Opinion | Enjoying Christmas doesn’t make you any less Chinese
- Local governments in at least four cities and one county in mainland China ordered restrictions on Christmas celebrations
- But believing in the beauty of Christmas does not diminish any passion we have for Chinese history and traditional values
My 2018 has been bumpy: lost jobs, broken relationships, failed investments, and finally a terrible injury from horse riding, with three broken bones and now three pieces of titanium in my spine.
Physically on the mend but spiritually down in the gutter, when Christmas was finally approaching, I felt desperately in need of a long conversation with Santa to make sure he would send me some gifts of peace and joy.
Yet Beijing is not exactly the best place to have such a hopeful conversation, especially not this year. A few nights before Christmas Eve, while driving through the city’s central business area and seeing fewer festive lights, I felt as if someone had stolen my Christmas. Naive as it might sound, this has become the reality in some cities.
Being a Christian, I have never expected to celebrate Christmas in China the same way as in other places where religion is more prevailing or at least, allowed. Mainstream Chinese culture and values are very much rooted in Confucianism as well as in thousands of years of history that departs from that of the West. We also now have an atheist government which holds on to a set of principles different to the original values of Christianity.

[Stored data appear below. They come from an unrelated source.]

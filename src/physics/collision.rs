//! Discrete collision detection and resolution between dynamic bodies and static colliders.
//!
//! Collision is resolved one axis at a time by searching for the smallest offset
//! along that axis that gets the body out of every collider.

use super::{
    portal::{self, PortalView},
    Body, BodyKey, EntitySet, Kind, WorldParams,
};
use crate::math::{Axis, Rect};

/// A collider as seen by dynamic bodies this tick.
#[derive(Clone, Copy, Debug)]
pub(crate) struct ColliderView {
    pub rect: Rect,
    pub one_way: bool,
}

/// Everything a dynamic body can collide with or go into during a tick,
/// copied out of the entity set so bodies can be mutated while looking at it.
///
/// Statics and portals don't move during the integration phase and mechanisms
/// have already moved by the time this is captured, so one capture per tick is enough.
#[derive(Default)]
pub(crate) struct Surroundings {
    pub colliders: Vec<ColliderView>,
    pub portals: Vec<PortalView>,
}

impl Surroundings {
    pub fn capture(set: &EntitySet) -> Self {
        let colliders = set
            .colliders()
            .filter_map(|key| {
                let body = set.get(key)?;
                Some(ColliderView {
                    rect: body.collision_rect(),
                    one_way: body.collider()?,
                })
            })
            .collect();
        let portals = set
            .bodies_of_kind(Kind::Portal)
            .iter()
            .filter_map(|&key| {
                let body = set.get(key)?;
                Some(PortalView {
                    key,
                    rect: body.rect,
                    orientation: body.portal()?.orientation,
                })
            })
            .collect();
        Self { colliders, portals }
    }

    pub fn portal(&self, key: BodyKey) -> Option<&PortalView> {
        self.portals.iter().find(|p| p.key == key)
    }

    /// Clip the rect by every portal it is inside,
    /// leaving only the part that is on the open side of all of them.
    pub fn clip(&self, rect: Rect, tolerance: f64) -> Rect {
        self.portals.iter().fold(rect, |rect, p| {
            if portal::is_inside(&rect, &p.rect, p.orientation) {
                portal::clip_to_portal(rect, &p.rect, p.orientation, tolerance)
            } else {
                rect
            }
        })
    }
}

/// Check if a dynamic body would be colliding with a static collider
/// if it was moved by `offset` along `axis`.
///
/// One-way platforms only stop bodies falling onto them from above.
/// `dt` is used to check where the body was last tick so that fast bodies
/// can't slip past the top of a one-way platform.
pub(crate) fn is_colliding_static(
    body: &Body,
    axis: Axis,
    dt: f64,
    offset: f64,
    env: &Surroundings,
    params: &WorldParams,
) -> bool {
    let rect = env
        .clip(body.collision_rect(), params.portal_clip_tolerance)
        .shifted(axis, offset);

    let engaged = body
        .actor()
        .and_then(|a| a.portal.engaged_portal())
        .and_then(|k| env.portal(k));
    if let Some(engaged) = engaged {
        // moving into or out of the portal, or fully within its opening:
        // the wall around the portal doesn't apply
        if engaged.orientation.axis() == axis
            || portal::is_aligned(&rect, &engaged.rect, engaged.orientation)
        {
            return false;
        }
    }

    let full_rect = body.collision_rect();
    let v_y = body.velocity.y;
    for coll in &env.colliders {
        if !coll.rect.overlaps(&rect) {
            continue;
        }
        if !coll.one_way {
            return true;
        }
        if axis == Axis::Horizontal || v_y < 0.0 {
            continue;
        }
        if body.facing.y > 0.0 && v_y < params.min_drop_through_speed {
            // deliberately dropping through
            continue;
        }
        if full_rect.bottom() > coll.rect.bottom()
            && full_rect.bottom() - v_y * dt > coll.rect.bottom()
        {
            // below the platform now and last tick too
            continue;
        }
        return true;
    }
    false
}

/// Find the offset along `axis` that gets the body out of all static colliders,
/// trying small offsets before large ones and positive before negative.
///
/// Returns zero both when there's no collision and when no offset
/// within `max_collision_offset` resolves it.
pub(crate) fn resolve(
    body: &Body,
    axis: Axis,
    dt: f64,
    env: &Surroundings,
    params: &WorldParams,
) -> f64 {
    let mut offset = 0.0;
    while offset <= params.max_collision_offset {
        if !is_colliding_static(body, axis, dt, offset, env, params) {
            return offset;
        }
        if !is_colliding_static(body, axis, dt, -offset, env, params) {
            return -offset;
        }
        offset += params.collision_offset_step;
    }
    log::trace!("Could not resolve collision along {axis:?}, letting the body through");
    0.0
}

Celebrations in full swing in Beijing despite Christmas crackdown
Against all odds though, Christmas has become a popular holiday in China, especially for the millennial generation who grew up with the internet and imported pop culture mainly from the US and Europe. Christmas is more celebrated here commercially than as a religious day. Urban dwellers in China recognise Christmas as a happy occasion associated with glittering lights along city streets, lighthearted carols in office buildings and big discounts in shops. Few, except the Christian communities, would bother to learn or think about its religious origins.